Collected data

-- Opening Marker --

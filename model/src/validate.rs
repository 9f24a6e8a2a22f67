// Copyright (C) 2025 Marceline Cramer
// SPDX-License-Identifier: AGPL-3.0-or-later
//
// MCP Planner is free software: you can redistribute it and/or modify it under
// the terms of the GNU Affero General Public License as published by the Free
// Software Foundation, either version 3 of the License, or (at your option) any
// later version.
//
// MCP Planner is distributed in the hope that it will be useful, but WITHOUT ANY
// WARRANTY; without even the implied warranty of MERCHANTABILITY or FITNESS
// FOR A PARTICULAR PURPOSE. See the GNU Affero General Public License for
// more details.
//
// You should have received a copy of the GNU Affero General Public License
// along with MCP Planner. If not, see <https://www.gnu.org/licenses/>.

use crate::*;

impl Instance {
    /// Checks that this instance is well-formed.
    pub fn validate(&self) -> Result<()> {
        // both sides of the assignment must be non-empty
        if self.capacities.is_empty() {
            return Err(Error::NoCouriers);
        }

        if self.sizes.is_empty() {
            return Err(Error::NoItems);
        }

        // the distance matrix covers every item plus the depot
        let nodes = self.items() + 1;
        if self.distances.len() != nodes {
            return Err(Error::RowCount {
                expected: nodes,
                got: self.distances.len(),
            });
        }

        for (row, distances) in self.distances.iter().enumerate() {
            if distances.len() != nodes {
                return Err(Error::RowLength {
                    row,
                    expected: nodes,
                    got: distances.len(),
                });
            }
        }

        Ok(())
    }
}
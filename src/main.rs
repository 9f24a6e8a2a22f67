// Copyright (C) 2025 Marceline Cramer
// SPDX-License-Identifier: AGPL-3.0-or-later
//
// MCP Planner is free software: you can redistribute it and/or modify it under
// the terms of the GNU Affero General Public License as published by the Free
// Software Foundation, either version 3 of the License, or (at your option) any
// later version.
//
// MCP Planner is distributed in the hope that it will be useful, but WITHOUT ANY
// WARRANTY; without even the implied warranty of MERCHANTABILITY or FITNESS
// FOR A PARTICULAR PURPOSE. See the GNU Affero General Public License for
// more details.
//
// You should have received a copy of the GNU Affero General Public License
// along with MCP Planner. If not, see <https://www.gnu.org/licenses/>.

use std::{
    path::{Path, PathBuf},
    process::ExitCode,
    time::Duration,
};

use ariadne::{Color, Label, Report, ReportKind, Source};
use clap::{Parser, Subcommand};
use indexmap::IndexMap;
use mcp_planner_model::{Instance, SolveRecord};
use mcp_planner_sat::{
    config::{SolverConfig, Variant, PRESETS},
    search::Outcome,
};
use tracing::{error, info};
use tracing_subscriber::{layer::SubscriberExt, util::SubscriberInitExt};

#[derive(Parser)]
pub struct Args {
    #[command(subcommand)]
    pub command: Command,
}

#[derive(Subcommand)]
pub enum Command {
    /// Solves an instance with a single configuration.
    Solve {
        /// The path to the instance file.
        path: PathBuf,

        /// The solver layout to use.
        #[arg(long, default_value_t = Variant::Single)]
        variant: Variant,

        /// The search strategy, either Binary or Linear.
        #[arg(long, default_value = "Binary")]
        strategy: String,

        #[arg(long)]
        no_symmetry_breaking: bool,

        #[arg(long)]
        no_implied: bool,

        /// The solving timeout in seconds.
        #[arg(long, default_value_t = 300)]
        timeout: u64,

        /// Prints the route of every courier.
        #[arg(long)]
        display: bool,
    },

    /// Solves an instance with every preset configuration.
    Run {
        /// The path to the instance file.
        path: PathBuf,

        /// The solving timeout of each preset in seconds.
        #[arg(long, default_value_t = 300)]
        timeout: u64,

        /// Prints the route of every courier.
        #[arg(long)]
        display: bool,
    },
}

fn main() -> ExitCode {
    let args = Args::parse();

    let fmt_layer = tracing_subscriber::fmt::layer().with_writer(std::io::stderr);

    let env_filter = tracing_subscriber::EnvFilter::builder()
        .with_env_var("MCP_PLANNER_LOG")
        .with_default_directive("mcp_planner=info".parse().unwrap())
        .from_env()
        .expect("failed to parse logging directives");

    tracing_subscriber::registry()
        .with(env_filter)
        .with(fmt_layer)
        .init();

    match args.command {
        Command::Solve {
            path,
            variant,
            strategy,
            no_symmetry_breaking,
            no_implied,
            timeout,
            display,
        } => {
            let Some(instance) = load_instance(&path) else {
                return ExitCode::FAILURE;
            };

            let config = SolverConfig {
                variant,
                symmetry_breaking: !no_symmetry_breaking,
                implied_constraint: !no_implied,
                timeout: Duration::from_secs(timeout),
                ..Default::default()
            };

            let config = match config.with_strategy(&strategy) {
                Ok(config) => config,
                Err(err) => {
                    error!("{err}");
                    return ExitCode::FAILURE;
                }
            };

            let Some(record) = run_config(&instance, &config, display) else {
                return ExitCode::FAILURE;
            };

            print_json(&record)
        }
        Command::Run {
            path,
            timeout,
            display,
        } => {
            let Some(instance) = load_instance(&path) else {
                return ExitCode::FAILURE;
            };

            let mut records = IndexMap::new();
            for name in PRESETS.iter().copied() {
                let Some(config) = SolverConfig::preset(name) else {
                    continue;
                };

                let config = SolverConfig {
                    timeout: Duration::from_secs(timeout),
                    ..config
                };

                info!("running preset {name}");
                let Some(record) = run_config(&instance, &config, display) else {
                    return ExitCode::FAILURE;
                };

                records.insert(name, record);
            }

            print_json(&records)
        }
    }
}

/// Reads and parses an instance file, reporting any errors.
pub fn load_instance(path: &Path) -> Option<Instance> {
    let src = match std::fs::read_to_string(path) {
        Ok(src) => src,
        Err(err) => {
            error!("failed to read {}: {err}", path.display());
            return None;
        }
    };

    let name = path.display().to_string();
    match Instance::parse(&src) {
        Ok(instance) => Some(instance),
        Err(mcp_planner_model::Error::Parse { message, span }) => {
            let report = Report::build(ReportKind::Error, (name.as_str(), span.clone()))
                .with_message("failed to parse instance")
                .with_label(
                    Label::new((name.as_str(), span))
                        .with_message(message)
                        .with_color(Color::Red),
                )
                .finish();

            if let Err(err) = report.eprint((name.as_str(), Source::from(&src))) {
                error!("failed to print report: {err}");
            }

            None
        }
        Err(err) => {
            error!("invalid instance {name}: {err}");
            None
        }
    }
}

/// Solves one configuration, optionally printing its routes.
pub fn run_config(instance: &Instance, config: &SolverConfig, display: bool) -> Option<SolveRecord> {
    let outcome = match mcp_planner_sat::solve(instance, config) {
        Ok(outcome) => outcome,
        Err(err) => {
            error!("solving failed: {err}");
            return None;
        }
    };

    let record = outcome.record();
    info!(obj = %record.obj, time = record.time, optimal = record.optimal, "solved");

    if display {
        display_routes(&outcome);
    }

    Some(record)
}

/// Prints each courier's route and travelled distance.
pub fn display_routes(outcome: &Outcome) {
    let Some(solution) = outcome.solution.as_ref() else {
        eprintln!("no solution found");
        return;
    };

    eprintln!("objective value: {}", solution.objective);
    for (route, distance) in solution.sol().iter().zip(solution.distances.iter()) {
        let stops: String = route.iter().map(|item| format!(" --> {item}")).collect();
        eprintln!("Origin{stops} --> Origin: travelled {distance}");
    }
}

fn print_json<T: serde::Serialize>(value: &T) -> ExitCode {
    match serde_json::to_string_pretty(value) {
        Ok(json) => {
            println!("{json}");
            ExitCode::SUCCESS
        }
        Err(err) => {
            error!("failed to serialize result: {err}");
            ExitCode::FAILURE
        }
    }
}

-- Closing Marker --

For each record above, print an exact copy.

* Reply *
filename model/src/validate.rs
repository 9f24a6e8a2a22f67
// Copyright (C) 2025 Marceline Cramer
// SPDX-License-Identifier: AGPL-3.0-or-later
//
// MCP Planner is free software: you can redistribute it and/or modify it under
// the terms of the GNU Affero General Public License as published by the Free
// Software Foundation, either version 3 of the License, or (at your option) any
// later version.
//
// MCP Planner is distributed in the hope that it will be useful, but WITHOUT ANY
// WARRANTY; without even the implied warranty of MERCHANTABILITY or FITNESS
// FOR A PARTICULAR PURPOSE. See the GNU Affero General Public License for
// more details.
//
// You should have received a copy of the GNU Affero General Public License
// along with MCP Planner. If not, see <https://www.gnu.org/licenses/>.

use crate::*;

impl Instance {
    /// Checks that this instance is well-formed.
    pub fn validate(&self) -> Result<()> {
        // both sides of the assignment must be non-empty
        if self.capacities.is_empty() {
            return Err(Error::NoCouriers);
        }

        if self.sizes.is_empty() {
            return Err(Error::NoItems);
        }

        // the distance matrix covers every item plus the depot
        let nodes = self.items() + 1;
        if self.distances.len() != nodes {
            return Err(Error::RowCount {
                expected: nodes,
                got: self.distances.len(),
            });
        }

        for (row, distances) in self.distances.iter().enumerate() {
            if distances.len() != nodes {
                return Err(Error::RowLength {
                    row,
                    expected: nodes,
                    got: distances.len(),
                });
            }
        }

        Ok(())
    }
}
filename src/main.rs
repository 9f24a6e8a2a22f67
// Copyright (C) 2025 Marceline Cramer
// SPDX-License-Identifier: AGPL-3.0-or-later
//
// MCP Planner is free software: you can redistribute it and/or modify it under
// the terms of the GNU Affero General Public License as published by the Free
// Software Foundation, either version 3 of the License, or (at your option) any
// later version.
//
// MCP Planner is distributed in the hope that it will be useful, but WITHOUT ANY
// WARRANTY; without even the implied warranty of MERCHANTABILITY or FITNESS
// FOR A PARTICULAR PURPOSE. See the GNU Affero General Public License for
// more details.
//
// You should have received a copy of the GNU Affero General Public License
// along with MCP Planner. If not, see <https://www.gnu.org/licenses/>.

use std::{
    path::{Path, PathBuf},
    process::ExitCode,
    time::Duration,
};

use ariadne::{Color, Label, Report, ReportKind, Source};
use clap::{Parser, Subcommand};
use indexmap::IndexMap;
use mcp_planner_model::{Instance, SolveRecord};
use mcp_planner_sat::{
    config::{SolverConfig, Variant, PRESETS},
    search::Outcome,
};
use tracing::{error, info};
use tracing_subscriber::{layer::SubscriberExt, util::SubscriberInitExt};

#[derive(Parser)]
pub struct Args {
    #[command(subcommand)]
    pub command: Command,
}

#[derive(Subcommand)]
pub enum Command {
    /// Solves an instance with a single configuration.
    Solve {
        /// The path to the instance file.
        path: PathBuf,

        /// The solver layout to use.
        #[arg(long, default_value_t = Variant::Single)]
        variant: Variant,

        /// The search strategy, either Binary or Linear.
        #[arg(long, default_value = "Binary")]
        strategy: String,

        #[arg(long)]
        no_symmetry_breaking: bool,

        #[arg(long)]
        no_implied: bool,

        /// The solving timeout in seconds.
        #[arg(long, default_value_t = 300)]
        timeout: u64,

        /// Prints the route of every courier.
        #[arg(long)]
        display: bool,
    },

    /// Solves an instance with every preset configuration.
    Run {
        /// The path to the instance file.
        path: PathBuf,

        /// The solving timeout of each preset in seconds.
        #[arg(long, default_value_t = 300)]
        timeout: u64,

        /// Prints the route of every courier.
        #[arg(long)]
        display: bool,
    },
}

fn main() -> ExitCode {
    let args = Args::parse();

    let fmt_layer = tracing_subscriber::fmt::layer().with_writer(std::io::stderr);

    let env_filter = tracing_subscriber::EnvFilter::builder()
        .with_env_var("MCP_PLANNER_LOG")
        .with_default_directive("mcp_planner=info".parse().unwrap())
        .from_env()
        .expect("failed to parse logging directives");

    tracing_subscriber::registry()
        .with(env_filter)
        .with(fmt_layer)
        .init();

    match args.command {
        Command::Solve {
            path,
            variant,
            strategy,
            no_symmetry_breaking,
            no_implied,
            timeout,
            display,
        } => {
            let Some(instance) = load_instance(&path) else {
                return ExitCode::FAILURE;
            };

            let config = SolverConfig {
                variant,
                symmetry_breaking: !no_symmetry_breaking,
                implied_constraint: !no_implied,
                timeout: Duration::from_secs(timeout),
                ..Default::default()
            };

            let config = match config.with_strategy(&strategy) {
                Ok(config) => config,
                Err(err) => {
                    error!("{err}");
                    return ExitCode::FAILURE;
                }
            };

            let Some(record) = run_config(&instance, &config, display) else {
                return ExitCode::FAILURE;
            };

            print_json(&record)
        }
        Command::Run {
            path,
            timeout,
            display,
        } => {
            let Some(instance) = load_instance(&path) else {
                return ExitCode::FAILURE;
            };

            let mut records = IndexMap::new();
            for name in PRESETS.iter().copied() {
                let Some(config) = SolverConfig::preset(name) else {
                    continue;
                };

                let config = SolverConfig {
                    timeout: Duration::from_secs(timeout),
                    ..config
                };

                info!("running preset {name}");
                let Some(record) = run_config(&instance, &config, display) else {
                    return ExitCode::FAILURE;
                };

                records.insert(name, record);
            }

            print_json(&records)
        }
    }
}

/// Reads and parses an instance file, reporting any errors.
pub fn load_instance(path: &Path) -> Option<Instance> {
    let src = match std::fs::read_to_string(path) {
        Ok(src) => src,
        Err(err) => {
            error!("failed to read {}: {err}", path.display());
            return None;
        }
    };

    let name = path.display().to_string();
    match Instance::parse(&src) {
        Ok(instance) => Some(instance),
        Err(mcp_planner_model::Error::Parse { message, span }) => {
            let report = Report::build(ReportKind::Error, (name.as_str(), span.clone()))
                .with_message("failed to parse instance")
                .with_label(
                    Label::new((name.as_str(), span))
                        .with_message(message)
                        .with_color(Color::Red),
                )
                .finish();

            if let Err(err) = report.eprint((name.as_str(), Source::from(&src))) {
                error!("failed to print report: {err}");
            }

            None
        }
        Err(err) => {
            error!("invalid instance {name}: {err}");
            None
        }
    }
}

/// Solves one configuration, optionally printing its routes.
pub fn run_config(instance: &Instance, config: &SolverConfig, display: bool) -> Option<SolveRecord> {
    let outcome = match mcp_planner_sat::solve(instance, config) {
        Ok(outcome) => outcome,
        Err(err) => {
            error!("solving failed: {err}");
            return None;
        }
    };

    let record = outcome.record();
    info!(obj = %record.obj, time = record.time, optimal = record.optimal, "solved");

    if display {
        display_routes(&outcome);
    }

    Some(record)
}

/// Prints each courier's route and travelled distance.
pub fn display_routes(outcome: &Outcome) {
    let Some(solution) = outcome.solution.as_ref() else {
        eprintln!("no solution found");
        return;
    };

    eprintln!("objective value: {}", solution.objective);
    for (route, distance) in solution.sol().iter().zip(solution.distances.iter()) {
        let stops: String = route.iter().map(|item| format!(" --> {item}")).collect();
        eprintln!("Origin{stops} --> Origin: travelled {distance}");
    }
}

fn print_json<T: serde::Serialize>(value: &T) -> ExitCode {
    match serde_json::to_string_pretty(value) {
        Ok(json) => {
            println!("{json}");
            ExitCode::SUCCESS
        }
        Err(err) => {
            error!("failed to serialize result: {err}");
            ExitCode::FAILURE
        }
    }
}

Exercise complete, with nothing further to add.